Further, the second ventilation port 9 of the semiconductor device of Embodiment 1 is provided above the half-height 15 of the highest part (uppermost part 110a) in height from the circuit board 1.
Such a semiconductor device can cause the wind speed of the second cooling air on the surface 1a of the circuit board 1 to be lower than the wind speed of the second cooling air on the electronic components. Therefore, the semiconductor device can discharge high-temperature air in the housing 6 while reducing the adhesion of foreign substances onto the surface 1a of the circuit board 1.
Also, the first ventilation port 8 of Embodiment 1 is provided in the housing 6. The base portion 4 includes a cutout portion 4c extending through the one surface 4a and the other surface 4b on at least a part of one side forming the plate shape. The one side where the cutout portion 4c is provided is located on the other end 3b side of the fins 3. The second ventilation port 9 includes at least a part of the cutout portion 4c.

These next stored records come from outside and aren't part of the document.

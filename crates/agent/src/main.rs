use std::sync::Arc;

use anyhow::{Context, Result};
use common::config::{Config, Secrets};
use common::db::AgentDb;
use common::neynar::NeynarClient;
use common::observability;
use common::zerion::ZerionClient;
use tracing::{info, warn};

use agent::execution::Dispatcher;
use agent::metrics;
use agent::orchestrator::Orchestrator;

#[tokio::main]
async fn main() -> Result<()> {
    let config_path = std::env::args()
        .nth(1)
        .unwrap_or_else(Config::default_config_path);
    let config = Config::load(&config_path)?;
    let secrets = Secrets::from_env();

    let dispatch = observability::build_dispatch(&config.general.log_level);
    tracing::dispatcher::set_global_default(dispatch)
        .context("failed to install tracing subscriber")?;

    metrics::describe();
    let _prometheus = metrics::install_prometheus(config.observability.prometheus_port)
        .context("failed to start Prometheus exporter")?;

    info!(
        config = %config_path,
        simulation = config.execution.simulation_mode,
        chains = config.zerion.chains.len(),
        "agent starting"
    );

    let db = Arc::new(AgentDb::open(&config.database.path).await?);
    let zerion = ZerionClient::new(&config.zerion, secrets.zerion_api_key.as_deref());
    let neynar = NeynarClient::new(&config.neynar, secrets.neynar_api_key.as_deref());
    if !neynar.has_credentials() {
        warn!("NEYNAR_API_KEY not set; mention and discovery phases will sit idle");
    }
    let dispatcher = Dispatcher::new(&config, secrets.clone());

    let fid = secrets.agent_fid.clone();
    let signer_uuid = secrets.neynar_signer_uuid.clone();
    let orchestrator = Orchestrator::new(db, config, zerion, neynar, dispatcher, fid, signer_uuid);

    orchestrator.run().await;
    Ok(())
}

With such a configuration, without requiring additional cooling members such as the fan 7, the semiconductor device improves cooling performance for the inside of the housing 6 by only adding processing costs to form the first ventilation port 8 and the second ventilation port 9. And, when the first ventilation port 8 is a mesh, dust is prevented from entering into the housing 6. The cutout portion 4c needs to have a configuration in which the cutout portion 4c extends the inside of the housing 6 and the outside of the housing 6, and as long as the configuration is like the one in which the cutout portion 4c extends through the base portion 4 described above, the fins may not be required to be penetrated. In addition, the cutout portion 4c as the second ventilation port 9 may have any configuration as long as the second cooling air is allowed to flow in a direction perpendicular to the direction in which the first cooling air flows. Also, even when the cutout portion 4c that is the second ventilation port 9 is provided on the windward side of the first cooling wind, that is, on the one end 3a side of the fins 3, the cooling wind flows from the second ventilation port 9 into the housing 6. However, considering that the gas volume of the first cooling air flowing through the fins 3 is reduced and the cooling efficiency of the heat sink 5 is reduced, the cutout portion 4c is preferably provided on the other end 3b side of the fins 3.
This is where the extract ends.